Union army general (1840–1889)

Ranald Slidell Mackenzie, also called Bad Hand, (July 27, 1840 – January 19, 1889) was a career United States Army officer and general in the Union Army during the American Civil War. He was described by General Ulysses S. Grant as its most promising young officer. He also served with great distinction in the following Indian Wars.

==Early life and education==
Mackenzie was born in Westchester County, New York, to Commodore Alexander Slidell Mackenzie and Catherine Alexander Robinson. He was the nephew of diplomat and politician John Slidell and the older brother of two United States Navy officers: Rear Admiral Morris Robinson Slidell Mackenzie and Lieutenant Commander Alexander Slidell MacKenzie. His grandfather was John Slidell, a bank president and a political power broker in New York City.

He initially attended Williams College, where he was a member of the Kappa Alpha Society, and then accepted an appointment to the United States Military Academy, where he graduated at the head of his class in 1862. He immediately joined the Union forces already fighting in the Civil War.

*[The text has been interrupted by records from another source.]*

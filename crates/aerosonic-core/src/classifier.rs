//! Soundscape classifier: telemetry in, regime and knob values out

use serde::Serialize;

use crate::attenuation::{distant_boom_cutoff, lerp, lowpass_cutoff};
use crate::config::SoundscapeConfig;
use crate::knobs::{EffectKnobSet, Knob};
use crate::regime::Regime;
use crate::shock::{ShockBand, ShockGeometry};
use crate::telemetry::FrameTelemetry;

/// Result of classifying one frame
#[derive(Debug, Clone, Copy, PartialEq, Serialize)]
pub struct Classification {
    pub regime: Regime,
    pub knobs: EffectKnobSet,
    /// Present once the Mach number reaches the lower threshold in atmosphere
    pub shock: Option<ShockGeometry>,
}

impl Classification {
    fn plain(regime: Regime, knobs: EffectKnobSet) -> Self {
        Self { regime, knobs, shock: None }
    }
}

/// Maps a frame's physical state onto a regime and the knob values for that regime.
///
/// Pure: the same telemetry always gives the same classification. The previous
/// regime is never consulted, so there is no hysteresis at band edges.
#[derive(Debug, Clone, Default)]
pub struct SoundscapeClassifier {
    config: SoundscapeConfig,
}

impl SoundscapeClassifier {
    pub fn new(config: SoundscapeConfig) -> Self {
        Self { config: config.sanitized() }
    }

    pub fn config(&self) -> &SoundscapeConfig {
        &self.config
    }

    pub fn set_config(&mut self, config: SoundscapeConfig) {
        self.config = config.sanitized();
    }

    pub fn classify(&self, frame: &FrameTelemetry) -> Classification {
        let cfg = &self.config;
        let ship_volume = frame.ship_volume;

        if frame.view_mode.is_interior() {
            let knobs = EffectKnobSet::dry(ship_volume * cfg.interior_volume_scale)
                .with_lowpass(Knob::cutoff(cfg.interior_max_freq_hz))
                .with_reverb(Knob::level(cfg.interior_reverb));
            return Classification::plain(Regime::Interior, knobs);
        }

        let state = &frame.state;
        if state.density <= 0.0 {
            let knobs = if cfg.quiet_vacuum() {
                EffectKnobSet::dry(ship_volume).with_lowpass(Knob::cutoff(cfg.vacuum_lowpass_floor_hz))
            } else {
                EffectKnobSet::all_off()
            };
            return Classification::plain(Regime::Vacuum, knobs);
        }

        let atmospheric = lowpass_cutoff(state.density, cfg.max_freq_coef, cfg.vacuum_lowpass_floor_hz);

        if state.mach_number < cfg.lower_mach_threshold {
            let knobs = EffectKnobSet::dry(ship_volume).with_lowpass(atmospheric);
            return Classification::plain(Regime::NormalFlight, knobs);
        }

        let shock = ShockGeometry::new(state.mach_number, cfg.lower_mach_threshold);
        let strength = shock.shock_strength;
        let band = shock.band(state.camera_angle_deg);

        let knobs = match band {
            ShockBand::Before if cfg.distant_boom() => EffectKnobSet::dry(ship_volume).with_lowpass(
                distant_boom_cutoff(atmospheric, cfg.supersonic_lowpass_floor_hz, strength),
            ),
            ShockBand::Before => EffectKnobSet::dry(ship_volume * (1.0 - strength)),
            ShockBand::PositiveSlope { progress } => {
                let effect = Knob::level(progress * strength * cfg.max_distortion);
                EffectKnobSet::dry(ship_volume * lerp(1.0 - strength, 1.0, progress))
                    .with_lowpass(atmospheric)
                    .with_distortion(effect)
                    .with_reverb(effect)
            }
            ShockBand::NegativeSlope { progress } => {
                let effect = Knob::level(progress * strength * cfg.max_distortion);
                EffectKnobSet::dry(ship_volume)
                    .with_lowpass(atmospheric)
                    .with_distortion(effect)
                    .with_reverb(effect)
            }
            ShockBand::After => EffectKnobSet::dry(ship_volume)
                .with_lowpass(atmospheric)
                .with_reverb(Knob::level(cfg.after_shock_reverb)),
        };

        Classification {
            regime: band.regime(),
            knobs,
            shock: Some(shock),
        }
    }
}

==Civil War military career==
Commissioned a second lieutenant in the Corps of Engineers, Mackenzie served in the battles of Second Bull Run, Antietam, Gettysburg, and through the Overland Campaign and Petersburg in 1864. He was wounded at Bull Run, Gettysburg and Jerusalem Plank Road. His wounding at Jerusalem Plank Road during the siege of Petersburg cost him the first two fingers of his right hand and was the probable cause for his nickname, "Bad Hand". By June 1864, he had been brevetted to lieutenant colonel in the Regular Army due to bravery.

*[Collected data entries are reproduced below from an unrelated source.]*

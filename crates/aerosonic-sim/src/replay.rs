//! Plays a flight trace through the controller and software channels

use std::path::Path;

use aerosonic_core::{Regime, RegimeTransition, SoundscapeConfig};
use aerosonic_services::{SoftwareChannelSource, SoundChannel, SoundscapeController};
use hound::{SampleFormat, WavSpec, WavWriter};
use tracing::{debug, info};

use crate::error::Result;
use crate::trace::{FlightTrace, TraceEvent};

#[derive(Debug, Clone, Copy)]
pub struct ReplaySettings {
    pub sample_rate: u32,
    /// Frames per second of the trace
    pub fps: u32,
}

impl Default for ReplaySettings {
    fn default() -> Self {
        Self { sample_rate: 44_100, fps: 50 }
    }
}

impl ReplaySettings {
    pub fn samples_per_frame(&self) -> usize {
        (self.sample_rate / self.fps.max(1)).max(1) as usize
    }
}

#[derive(Debug, Clone)]
pub struct ReplaySummary {
    pub frames: usize,
    pub transitions: Vec<RegimeTransition>,
    pub final_regime: Regime,
    /// Mono mix of every channel
    pub samples: Vec<f32>,
}

pub fn replay(trace: &FlightTrace, config: SoundscapeConfig, settings: ReplaySettings) -> ReplaySummary {
    let mut controller = SoundscapeController::new(config);
    let (tx, rx) = crossbeam_channel::unbounded();
    controller.mixer_mut().forward_to(tx);

    let mut vehicle = SoftwareChannelSource::new(settings.sample_rate as f32);
    for profile in &trace.channels {
        vehicle.add(*profile);
    }

    let block_len = settings.samples_per_frame();
    let mut block = vec![0.0; block_len];
    let mut samples = Vec::with_capacity(block_len * trace.frames.len());

    for (index, frame) in trace.frames.iter().enumerate() {
        for event in &frame.events {
            apply_event(*event, &mut controller, &mut vehicle);
        }
        controller.on_fixed_update(frame);
        let report = controller.update(frame, &mut vehicle);
        debug!(frame = index, regime = %report.regime, channels = report.channels, "Frame");

        vehicle.render_mix(&mut block);
        samples.extend_from_slice(&block);
    }

    let transitions: Vec<RegimeTransition> = rx.try_iter().collect();
    info!(
        "Replayed {} frames, {} regime changes, ending in {}",
        trace.frames.len(),
        transitions.len(),
        controller.regime()
    );
    ReplaySummary {
        frames: trace.frames.len(),
        transitions,
        final_regime: controller.regime(),
        samples,
    }
}

fn apply_event(event: TraceEvent, controller: &mut SoundscapeController, vehicle: &mut SoftwareChannelSource) {
    match event {
        TraceEvent::Pause => controller.on_pause(),
        TraceEvent::Unpause => controller.on_unpause(),
        TraceEvent::WorldLoaded => controller.on_world_loaded(),
        TraceEvent::SceneChange => controller.on_scene_change(),
        TraceEvent::AddChannel(profile) => {
            vehicle.add(profile);
        }
        TraceEvent::RemoveChannel(index) => {
            if let Some(id) = vehicle.channels().get(index).map(|c| c.id()) {
                vehicle.remove(id);
            }
        }
    }
}

pub fn write_wav(path: &Path, samples: &[f32], sample_rate: u32) -> Result<()> {
    let spec = WavSpec {
        channels: 1,
        sample_rate,
        bits_per_sample: 32,
        sample_format: SampleFormat::Float,
    };
    let mut writer = WavWriter::create(path, spec)?;
    for sample in samples {
        writer.write_sample(sample.clamp(-1.0, 1.0))?;
    }
    writer.finalize()?;
    info!("Wrote {} samples to {}", samples.len(), path.display());
    Ok(())
}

In July 1864, he was appointed colonel of the 2nd Connecticut Heavy Artillery. He moved with the VI Corps when it opposed Early's Washington Raid at the battle of Fort Stevens. He was again wounded at Opequon. He was given command of the 2nd Brigade, 1st Division, VI Corps and was again wounded at the Battle of Cedar Creek. Upon his recovery, on November 30, 1864, President Abraham Lincoln appointed Mackenzie brigadier general of volunteers, to rank from October 19, 1864. The President submitted the nomination to the U.S. Senate on December 12, 1864, and the Senate confirmed the appointment on February 14, 1865. After his appointment, Mackenzie assumed command of the Cavalry Division in the Army of the James, which he led at the battles of Five Forks and Appomattox Courthouse. Ulysses S. Grant wrote in his memoir that MacKenzie led an army corps at the very end of the battles to capture Lee's army. He wrote, "Griffin, Humphreys, and Mackenzie were good corps commanders, but came into that position so near to the close of the war as not to attract public attention. All three served as such, in the last campaign of the armies of the Potomac and the James, which culminated at Appomattox Court House, on the 9th of April, 1865. The sudden collapse of the rebellion monopolized attention to the exclusion of almost everything else. I regarded Mackenzie as the most promising young officer in the army. Graduating at West Point, as he did, during the second year of the war, he had won his way up to the command of a corps before its close. This he did upon his own merit and without influence."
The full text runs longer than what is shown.